Coastal development and sea-level rise : impacts on sandy beaches and sea turtles
Sandy beach habitat is threatened globally by climate change and extensive human modification of coastal areas. Loss of sandy beaches is of concern for the many species dependent on this habitat: in this thesis I focus on sea turtles, which rely on beaches for nesting. To provide a context for the subsequent chapters, I begin by reviewing the ways in which sandy beaches are altered by humans, and how these alterations have affected sea turtles. Resilience of beaches to environmental change depends on local physical and anthropogenic influences. Analysis of the relative vulnerability of coastlines in the
Caribbean region to alteration reveals extensive spatial variability. One of the major sources of beach alteration in the Caribbean is the tourism industry and many beaches used by sea turtles are now also used by tourists. I assess the overlap between turtle and tourist beach-state requirements and suggest that integrated management is facilitated where the requirements of turtles and tourists are complementary. One of the impacts of human alteration of coastal areas is extensive beach erosion. The latter part of the thesis focuses on erosion management options. As tourists benefit from maintenance of beaches, I examine the potential for them to fmancially contribute towards beach management.
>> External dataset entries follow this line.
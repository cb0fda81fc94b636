//! Staff-only JSON API mounted under `/admin`

pub mod catalog;
pub mod contact;
pub mod dashboard;
pub mod feedback;
pub mod media;
pub mod orders;
pub mod settings;

use actix_web::web;

pub fn configure(cfg: &mut web::ServiceConfig) {
    cfg.route("/dashboard", web::get().to(dashboard::overview))
        // Categories
        .route("/categories", web::get().to(catalog::list_categories))
        .route("/categories", web::post().to(catalog::create_category))
        .route("/categories/{id}", web::put().to(catalog::update_category))
        .route("/categories/{id}", web::delete().to(catalog::delete_category))
        // Medicines and their gallery
        .route("/medicines", web::get().to(catalog::list_medicines))
        .route("/medicines", web::post().to(catalog::create_medicine))
        .route("/medicines/{id}", web::put().to(catalog::update_medicine))
        .route("/medicines/{id}", web::delete().to(catalog::delete_medicine))
        .route("/medicines/{id}/stock", web::put().to(catalog::update_stock))
        .route("/medicines/{id}/images", web::get().to(catalog::list_images))
        .route("/medicines/{id}/images", web::post().to(catalog::add_image))
        .route("/medicines/{id}/images/{image_id}/primary", web::post().to(catalog::set_primary_image))
        .route("/medicines/{id}/images/{image_id}", web::delete().to(catalog::delete_image))
        // Orders
        .route("/orders", web::get().to(orders::list_orders))
        .route("/orders", web::post().to(orders::create_order))
        .route("/orders/bulk-status", web::post().to(orders::bulk_update_status))
        .route("/orders/{id}", web::get().to(orders::get_order))
        .route("/orders/{id}", web::put().to(orders::update_order))
        .route("/orders/{id}", web::delete().to(orders::delete_order))
        .route("/orders/{id}/status", web::put().to(orders::update_status))
        // Feedback moderation
        .route("/feedbacks", web::get().to(feedback::list_feedbacks))
        .route("/feedbacks/{id}/action", web::post().to(feedback::feedback_action))
        // Media
        .route("/media", web::get().to(media::list_videos))
        .route("/media", web::post().to(media::create_video))
        .route("/media/{id}", web::get().to(media::get_video))
        .route("/media/{id}", web::put().to(media::update_video))
        .route("/media/{id}", web::delete().to(media::delete_video))
        // Site settings
        .route("/settings", web::get().to(settings::get_settings))
        .route("/settings", web::put().to(settings::update_settings))
        // Contact messages
        .route("/contact-messages", web::get().to(contact::list_messages))
        .route("/contact-messages/{id}/read", web::put().to(contact::mark_read));
}
use pharmacy_shared::{MedicineResponse, OrderResponse, LOW_STOCK_THRESHOLD};
use rust_decimal::Decimal;
use serde::Serialize;
use sqlx::{FromRow, PgPool};

use crate::error::AppError;
use crate::models::medicine::{Medicine, MedicineFilter, MedicineSort, StockBand};
use crate::models::order::{Order, OrderFilter, OrderItem};
use crate::utils::currency::format_rupees;

const RECENT_ORDERS: i64 = 10;
const LOW_STOCK_LISTED: i64 = 10;

#[derive(Debug, Clone, Default, FromRow, Serialize)]
pub struct DashboardCounts {
    pub total_medicines: i64,
    pub active_medicines: i64,
    pub out_of_stock: i64,
    pub low_stock: i64,
    pub total_orders: i64,
    pub pending_orders: i64,
    pub total_revenue: Decimal,
}

#[derive(Debug, Clone, Serialize)]
pub struct Dashboard {
    #[serde(flatten)]
    pub counts: DashboardCounts,
    pub total_revenue_display: String,
    pub recent_orders: Vec<OrderResponse>,
    pub low_stock_medicines: Vec<MedicineResponse>,
}

/// Back-office overview numbers
#[derive(Clone)]
pub struct DashboardService {
    db_pool: PgPool,
}

impl DashboardService {
    pub fn new(db_pool: PgPool) -> Self {
        Self { db_pool }
    }

    pub async fn overview(&self) -> Result<Dashboard, AppError> {
        // Revenue counts delivered orders only
        let counts = sqlx::query_as::<_, DashboardCounts>(
            r#"
            SELECT
                (SELECT COUNT(*) FROM medicines) AS total_medicines,
                (SELECT COUNT(*) FROM medicines WHERE is_active = TRUE) AS active_medicines,
                (SELECT COUNT(*) FROM medicines WHERE stock_quantity = 0) AS out_of_stock,
                (SELECT COUNT(*) FROM medicines WHERE stock_quantity > 0 AND stock_quantity <= $1) AS low_stock,
                (SELECT COUNT(*) FROM orders) AS total_orders,
                (SELECT COUNT(*) FROM orders WHERE status = 'PENDING') AS pending_orders,
                (SELECT COALESCE(SUM(total_amount), 0) FROM orders WHERE status = 'DELIVERED') AS total_revenue
            "#,
        )
        .bind(LOW_STOCK_THRESHOLD)
        .fetch_one(&self.db_pool)
        .await?;

        let (orders, _) = Order::search(
            &self.db_pool,
            &OrderFilter {
                limit: RECENT_ORDERS,
                ..OrderFilter::default()
            },
        )
        .await?;
        let ids: Vec<i64> = orders.iter().map(|o| o.id).collect();
        let items = OrderItem::for_orders(&self.db_pool, &ids).await?;
        let recent_orders = orders
            .iter()
            .map(|order| {
                let own: Vec<OrderItem> = items.iter().filter(|i| i.order_id == order.id).cloned().collect();
                order.to_response(&own)
            })
            .collect();

        let (low_stock, _) = Medicine::search(
            &self.db_pool,
            &MedicineFilter {
                stock_band: Some(StockBand::LowStock),
                sort: MedicineSort::Name,
                limit: LOW_STOCK_LISTED,
                ..MedicineFilter::default()
            },
        )
        .await?;

        Ok(Dashboard {
            total_revenue_display: format_rupees(counts.total_revenue),
            counts,
            recent_orders,
            low_stock_medicines: low_stock.iter().map(Medicine::to_response).collect(),
        })
    }
}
I highlight the management options that would result in beach states preferred by tourists, whilst also maintaining the ecological integrity of
beaches. One such option is the use of setback regulations, which aids long-term beach maintenance by moving buildings away from the beach. Models of beach loss under a range of setback-regulation distances and sea-level rise scenarios predict that
implementation of setback regulations at a sufficient distance may mitigate beach loss caused by sea-level rise.